Ability of the Ca2+ -selective microelectrodes to measure fast and local Ca2+ transients in nerve cells

Abstract

The ability of the Ca²⁺-selective microelectrode to measure fast Ca²⁺ transients intracellularly is reviewed. In vitro, Ca microelectrodes can respond to Ca²⁺ injections with time to peaks as small as 40 ms. We present methods to improve the dynamic response of Ca microelectrodes and to make Ca-buffered solutions in high ionic strength. Examples of measurements of intracellular free Ca²⁺ ([Ca²⁺]_i) transients in Aplysia neurons and in Limulus photoreceptors are shown. To show the validity of those measurements, simultaneous recordings of the Arsenazo III (AIII) absorbance and of the Ca-selective electrode potential were made in voltage-clamped neurons of the abdominal ganglion of Aplysia californica. Pressure injection of AIII to a concentration of 300–500 μM induced a rise in resting [Ca²⁺]_i; injection of higher [AIII] led to buffering of [Ca²⁺]_i transients.
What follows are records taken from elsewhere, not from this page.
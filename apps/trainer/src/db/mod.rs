//! Local SQLite database operations.

pub mod error;
pub mod functions;
mod intervals;
mod items;
pub mod repository;
pub mod schema;
mod users;

pub use error::DbError;
pub use repository::{IntervalRepository, ItemRepository, SqliteRepository, UserRepository};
Both techniques responded to changes in resting [Ca²⁺]_i in the same direction except that AIII showed an increase in absorbance in 0 [Ca²⁺]_o. Voltage-clamp pulses transiently increased both the AIII absorbance and the Ca²⁺ electrode potential. Reducing or increasing the driving force for Ca²⁺ entry changed the magnitude of both signals in the right direction. Examples of spatial localization of [Ca²⁺]_i increases and Ca²⁺ gradients within the cytoplasm were demonstrated using the Ca electrode. The use of optical techniques to measure local [Ca²⁺]_i changes is briefly reviewed.